REQUIRED ACTION => Whenever a line in the data below includes the string "registered", copy it out.

RECORDS FOR THE EXERCISE =>
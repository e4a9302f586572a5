//! Credential store — user rows and password hashes.
//!
//! Passwords are stored as Argon2 PHC strings with a per-user random salt.
//! Email lookup is an exact, case-sensitive match.

use std::collections::HashMap;

use argon2::password_hash::rand_core::OsRng;
use argon2::password_hash::{PasswordHash, PasswordHasher, PasswordVerifier, SaltString};
use argon2::Argon2;
use sqlx::{PgPool, Row};
use tokio::sync::RwLock;
use uuid::Uuid;

#[derive(Debug, thiserror::Error)]
pub enum CredentialError {
    #[error("email already exists")]
    DuplicateEmail,
    #[error("user not found")]
    UserNotFound,
    #[error("invalid password")]
    InvalidPassword,
    #[error("password hashing failed: {0}")]
    Hash(String),
    #[error("database error: {0}")]
    Db(#[from] sqlx::Error),
}

/// A registered user. Mirrors the `users` table.
#[derive(Debug, Clone, serde::Serialize)]
pub struct User {
    pub id: Uuid,
    pub email: String,
    pub display_name: String,
    #[serde(skip)]
    pub password_hash: String,
}

/// Persistence for registered users.
#[async_trait::async_trait]
pub trait CredentialStore: Send + Sync {
    /// Insert a new user.
    ///
    /// # Errors
    ///
    /// Returns [`CredentialError::DuplicateEmail`] if the email is taken.
    async fn create_user(&self, email: &str, display_name: &str, password_hash: &str) -> Result<Uuid, CredentialError>;

    /// Look up a user by exact email.
    ///
    /// # Errors
    ///
    /// Returns [`CredentialError::Db`] if the backing store fails.
    async fn find_by_email(&self, email: &str) -> Result<Option<User>, CredentialError>;
}

// =============================================================================
// PASSWORD HASHING
// =============================================================================

/// Hash a password with a fresh random salt.
///
/// # Errors
///
/// Returns [`CredentialError::Hash`] if Argon2 rejects the input.
pub fn hash_password(plaintext: &str) -> Result<String, CredentialError> {
    let salt = SaltString::generate(&mut OsRng);
    Argon2::default()
        .hash_password(plaintext.as_bytes(), &salt)
        .map(|hash| hash.to_string())
        .map_err(|e| CredentialError::Hash(e.to_string()))
}

/// Check a password against a stored PHC hash. Malformed hashes never match.
#[must_use]
pub fn check_password(stored_hash: &str, plaintext: &str) -> bool {
    let Ok(parsed) = PasswordHash::new(stored_hash) else {
        return false;
    };
    Argon2::default()
        .verify_password(plaintext.as_bytes(), &parsed)
        .is_ok()
}

/// Hash on the blocking pool; Argon2 is deliberately slow.
///
/// # Errors
///
/// Returns [`CredentialError::Hash`] if hashing fails or the task panics.
pub async fn hash_password_blocking(plaintext: String) -> Result<String, CredentialError> {
    tokio::task::spawn_blocking(move || hash_password(&plaintext))
        .await
        .map_err(|e| CredentialError::Hash(e.to_string()))?
}

/// Resolve `email` and check `plaintext` against its stored hash.
///
/// # Errors
///
/// Returns [`CredentialError::UserNotFound`] or
/// [`CredentialError::InvalidPassword`] for a failed login.
pub async fn verify_password(
    store: &dyn CredentialStore,
    email: &str,
    plaintext: &str,
) -> Result<User, CredentialError> {
    let user = store.find_by_email(email).await?.ok_or(CredentialError::UserNotFound)?;

    let stored_hash = user.password_hash.clone();
    let plaintext = plaintext.to_owned();
    let matches = tokio::task::spawn_blocking(move || check_password(&stored_hash, &plaintext))
        .await
        .map_err(|e| CredentialError::Hash(e.to_string()))?;

    if matches { Ok(user) } else { Err(CredentialError::InvalidPassword) }
}

// =============================================================================
// POSTGRES
// =============================================================================

/// `users` table in Postgres.
#[derive(Clone)]
pub struct PgCredentialStore {
    pool: PgPool,
}

impl PgCredentialStore {
    #[must_use]
    pub fn new(pool: PgPool) -> Self {
        Self { pool }
    }
}

#[async_trait::async_trait]
impl CredentialStore for PgCredentialStore {
    async fn create_user(&self, email: &str, display_name: &str, password_hash: &str) -> Result<Uuid, CredentialError> {
        let id = Uuid::new_v4();
        let result = sqlx::query(
            r"INSERT INTO users (id, email, display_name, password_hash)
              VALUES ($1, $2, $3, $4)",
        )
        .bind(id)
        .bind(email)
        .bind(display_name)
        .bind(password_hash)
        .execute(&self.pool)
        .await;

        match result {
            Ok(_) => Ok(id),
            Err(sqlx::Error::Database(db)) if db.is_unique_violation() => Err(CredentialError::DuplicateEmail),
            Err(e) => Err(e.into()),
        }
    }

    async fn find_by_email(&self, email: &str) -> Result<Option<User>, CredentialError> {
        let row = sqlx::query("SELECT id, email, display_name, password_hash FROM users WHERE email = $1")
            .bind(email)
            .fetch_optional(&self.pool)
            .await?;

        Ok(row.map(|r| User {
            id: r.get("id"),
            email: r.get("email"),
            display_name: r.get("display_name"),
            password_hash: r.get("password_hash"),
        }))
    }
}

// =============================================================================
// IN-MEMORY
// =============================================================================

/// Process-local store for development (`AUTH_STORE=memory`) and tests.
#[derive(Default)]
pub struct MemoryCredentialStore {
    users: RwLock<HashMap<String, User>>,
}

impl MemoryCredentialStore {
    #[must_use]
    pub fn new() -> Self {
        Self::default()
    }

    pub async fn len(&self) -> usize {
        self.users.read().await.len()
    }
}

#[async_trait::async_trait]
impl CredentialStore for MemoryCredentialStore {
    async fn create_user(&self, email: &str, display_name: &str, password_hash: &str) -> Result<Uuid, CredentialError> {
        let mut users = self.users.write().await;
        if users.contains_key(email) {
            return Err(CredentialError::DuplicateEmail);
        }
        let user = User {
            id: Uuid::new_v4(),
            email: email.to_owned(),
            display_name: display_name.to_owned(),
            password_hash: password_hash.to_owned(),
        };
        let id = user.id;
        users.insert(user.email.clone(), user);
        Ok(id)
    }

    async fn find_by_email(&self, email: &str) -> Result<Option<User>, CredentialError> {
        Ok(self.users.read().await.get(email).cloned())
    }
}

#[cfg(test)]
#[path = "credentials_test.rs"]
mod tests;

OUTPUT =>
/// A registered user. Mirrors the `users` table.
/// Persistence for registered users.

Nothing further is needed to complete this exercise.